Nanomedicine-based paclitaxel induced apoptotic signaling pathways in A562 leukemia cancer cells.

In the present study, we have synthesized an amphiphilic pH-sensitive structure of poly(ethylene glycol) methyl ether-b-(poly lactic acid-co-poly(b-amino esters)) (MPEG-b-(PLA-co-PAE)) to load paclitaxel to increase the therapeutic efficacy in leukemia. The micelles exhibit excellent drug-loading capacities for paclitaxel (PTX) and exhibited a typical pH-responsive drug release pattern. The release of PTX from the micelles was significantly accelerated by decreasing pH from 7.4 to 5.0 which just fitted the pathological process. The most important advantage of this design is that the polymeric micelles provide an effective approach for rapid transport of cargo into the cytosol, which significantly increases the antitumor efficacy of PTX against K562 cancer cells. Paclitaxel-loaded polymer micelles (PTX-M) showed significantly higher cytotoxic effect than that of free PTX. The PTX-M exhibited a superior apoptosis effect in cancer cells compared to that of free PTX at all time points.
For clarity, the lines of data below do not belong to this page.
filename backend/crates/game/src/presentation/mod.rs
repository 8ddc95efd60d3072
//! Presentation Layer
//!
//! HTTP handlers and DTOs for the API.

pub mod dto;
pub mod handlers;
pub mod middleware;
pub mod router;
//! Curated racks and word lists
//!
//! Every preset ships with sample words that can be built from its letters;
//! `tests.rs` re-checks that property for the whole table.

use std::sync::Arc;

use rand::Rng;
use rand::seq::IndexedRandom;

use crate::domain::letter_bag::LetterBag;
use crate::domain::value_objects::{Rack, Word};

const STANDARD_PRESETS: &[(&str, &[&str])] = &[
    (
        "СТЕКЛО",
        &["СТОЛ", "ЛЕС", "СОК", "ТОК", "КОЛ", "ЛОТ", "СЕЛО", "ТЕЛО", "СТЕКЛО"],
    ),
    ("РАДИУС", &["РАД", "ДАР", "САД", "СУД", "РИС", "УДАР", "РАДИУС"]),
    (
        "ПАРТОК",
        &["ПАР", "ТОП", "РОТ", "ПОТ", "КОТ", "ТОК", "ПОРТ", "ПАРК", "КРОТ", "ТРОПА"],
    ),
    ("ЛАМПАД", &["ЛАД", "ПАЛ", "ЛАПА", "ДАМА", "ЛАМПА"]),
    ("ГРУШАН", &["ШАР", "ШАГ", "РАНГ", "УГАР", "ГРУША"]),
    ("ПЕСЧАН", &["ПЕС", "ПАН", "САН", "ЧАН", "НАС", "ПЕНА"]),
    (
        "МОДЕЛЬ",
        &["МОДЕЛЬ", "ДЕЛО", "ЛЕД", "МЕД", "ДОМ", "ЛОМ", "МОЛЬ", "МЕЛ"],
    ),
    ("ПРИМОР", &["МИР", "ПИР", "МОР", "РОМ", "ПРИОР"]),
    ("ГОЛУБЬ", &["ГОЛУБЬ", "ГОЛ", "ЛУГ", "ЛОБ", "БОЛЬ", "ГУЛ"]),
    ("КЛЕВЕР", &["КЛЕВЕР", "КЛЕВ", "ВЕК", "РЕВ", "ЛЕВ"]),
];

/// Common words accepted even with no word list file and no network.
pub const BUILTIN_WORDS: &[&str] = &[
    "ДОМ", "МОРЕ", "НОС", "СОН", "СИЛА", "ЛИСТ", "СЛОН", "РЯД", "МЯЧ", "КОТ", "ТОК", "СОЛЬ",
    "МЕЛ", "ЛОМ", "МОСТ", "ЛЕН", "ТЕЛО", "САД", "ДАР", "ГОРА", "РЕКА", "ЛУНА", "ВОДА", "ЗИМА",
    "ЛЕТО", "НОРА", "РОСА", "КОСА", "ОСА", "ОСЕЛ", "ЛОСЬ", "ЛИСА", "ВОЛК", "РЫБА", "КИТ",
    "СОК", "СЫР", "ЧАЙ", "ХЛЕБ", "МАСЛО", "СОЛОД", "МЁД", "ЛЕС", "ПОЛЕ", "НЕБО", "ОКНО",
    "СТЕНА", "ДВЕРЬ", "СТОЛ", "СТУЛ", "ПОЛ", "РОТ", "ГЛАЗ", "УХО", "РУКА", "НОГА", "ПАЛЕЦ",
    "ТРАВА", "ЦВЕТ", "ЗВЕЗДА", "ОБЛАКО", "ДОЖДЬ", "СНЕГ", "ВЕТЕР", "ОГОНЬ", "ДЫМ", "ПАР",
    "ПЕСОК", "КАМЕНЬ", "ТОПОР", "НОЖ", "ЛОЖКА", "ВИЛКА", "КРУГ", "ТОЧКА", "ЛИНИЯ", "СЛОВО",
    "КНИГА", "ПИСЬМО", "НОТА", "ТОН", "ЗВУК", "ГОЛОС", "ПЕСНЯ", "ТАНЕЦ", "ИГРА", "МИР",
    "ВРЕМЯ", "ЧАС", "ДЕНЬ", "НОЧЬ", "УТРО", "ВЕЧЕР", "ГОД", "ВЕК", "МЕСТО", "ГОРОД",
    "СЕЛО", "УЛИЦА", "ДОРОГА", "ПУТЬ", "МОСТИК", "ПОРТ", "ТРОПА", "ПАРК", "САНИ", "ЛОДКА",
    "ПЛОТ", "РУЛЬ", "ТРОС", "КОЛ", "ЛОТ", "РОЛЬ", "СОРТ", "ТОРТ", "КРОТ", "КОРТ", "РОСТ",
    "ТИР", "ПИР", "РИС", "ЛИРА", "ДИВАН", "ВАННА", "АРКА", "ПИЛА", "ЛАПА", "ПАПА", "МАМА",
    "ДЯДЯ", "ТЁТЯ", "ДРУГ", "СЫН", "ДОЧЬ", "ВНУК", "ЛИЦО", "НОЛЬ", "ЧИСЛО", "СУММА",
    "ОСЕНЬ", "ВЕСНА", "ТЕНЬ", "СВЕТ", "КЛЮЧ", "ЗАМОК", "ДУБ", "ЛИПА", "ЕЛЬ", "СОСНА",
    "КЛЁН", "ГРИБ", "ОРЕХ", "СЛИВА", "ДЫНЯ", "РЕПА", "ЛУК", "ЛЕВ", "ТИГР", "КОНЬ",
    "ОВЦА", "КОЗА", "УТКА", "ГУСЬ", "СОВА", "СОКОЛ", "ОРЁЛ", "ВОРОН", "ДРОЗД", "ТРУД",
    "ЛАСКА", "НОРКА", "КАША", "СУП", "ТАЗ", "ЧАН", "КОВЁР", "ТУЧА", "ИСКРА", "ЛЁД",
];

/// A rack authored by hand together with words it provably allows
#[derive(Debug, Clone)]
pub struct Preset {
    pub rack: Rack,
    pub sample_words: Vec<Word>,
}

/// Pool of curated racks
#[derive(Debug, Clone, Default)]
pub struct PresetPool {
    presets: Vec<Preset>,
}

impl PresetPool {
    pub fn new(presets: Vec<Preset>) -> Self {
        Self { presets }
    }

    /// The pool shipped with the game.
    pub fn standard() -> Self {
        let presets = STANDARD_PRESETS
            .iter()
            .map(|(letters, words)| Preset {
                rack: Rack::parse(letters),
                sample_words: words.iter().map(|w| Word::normalize(w)).collect(),
            })
            .collect();
        Self { presets }
    }

    pub fn presets(&self) -> &[Preset] {
        &self.presets
    }

    pub fn is_empty(&self) -> bool {
        self.presets.is_empty()
    }

    /// Preset dealing exactly these letters, if any.
    pub fn find(&self, rack: &Rack) -> Option<&Preset> {
        self.presets.iter().find(|p| p.rack.same_letters(rack))
    }

    /// Every sample word across the pool.
    pub fn sample_words(&self) -> impl Iterator<Item = &Word> {
        self.presets.iter().flat_map(|p| p.sample_words.iter())
    }

    /// Uniform pick, skipping `exclude` unless it is the only preset.
    pub fn choose<R: Rng + ?Sized>(&self, rng: &mut R, exclude: Option<&Rack>) -> Option<&Preset> {
        if let Some(previous) = exclude {
            let others: Vec<&Preset> = self
                .presets
                .iter()
                .filter(|p| !p.rack.same_letters(previous))
                .collect();
            if let Some(pick) = others.choose(rng) {
                return Some(*pick);
            }
        }
        self.presets.choose(rng)
    }
}

/// Builtin curated words, normalized.
pub fn builtin_words() -> impl Iterator<Item = Word> {
    BUILTIN_WORDS.iter().map(|w| Word::normalize(w))
}

/// Source of hint words for a rack
#[derive(Debug, Clone)]
pub struct HintBook {
    presets: Arc<PresetPool>,
    curated: Vec<Word>,
    limit: usize,
    min_len: usize,
}

impl HintBook {
    pub fn new(presets: Arc<PresetPool>, limit: usize, min_len: usize) -> Self {
        let mut curated: Vec<Word> = builtin_words()
            .chain(presets.sample_words().cloned())
            .collect();
        curated.sort();
        curated.dedup();
        Self {
            presets,
            curated,
            limit,
            min_len,
        }
    }

    /// Preset racks answer with their sample words. Any other rack gets the
    /// curated words it can build, longest first.
    pub fn hints_for(&self, rack: &Rack) -> Vec<Word> {
        if let Some(preset) = self.presets.find(rack) {
            return preset.sample_words.iter().take(self.limit).cloned().collect();
        }

        let bag = LetterBag::from_rack(rack);
        let mut found: Vec<Word> = self
            .curated
            .iter()
            .filter(|w| w.char_len() >= self.min_len && bag.can_build(w.as_str()))
            .cloned()
            .collect();
        found.sort_by(|a, b| b.char_len().cmp(&a.char_len()).then_with(|| a.cmp(b)));
        found.truncate(self.limit);
        found
    }
}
We have showed that the PTX-M activated upstream of apoptosis signaling and inhibited the anti-apoptotic factors. The PTX-M remarkably increased the upregulation of Bax, caspase-3, caspase-9, and PARP-1 expression and downregulated the Bcl-2 expression in K562 cancer cells. The results show that PTX-M induced cell apoptosis through intrinsic apoptotic signaling pathway. Importantly, PTX had a remarkably prolonged plasma circulation time after administration of PTX-M. Overall, this novel cancer specific, pH-responsive, and potentially in vivo stable unimolecular micelles may provide a very promising approach for targeted cancer therapy in the effective treatment of Leukemia.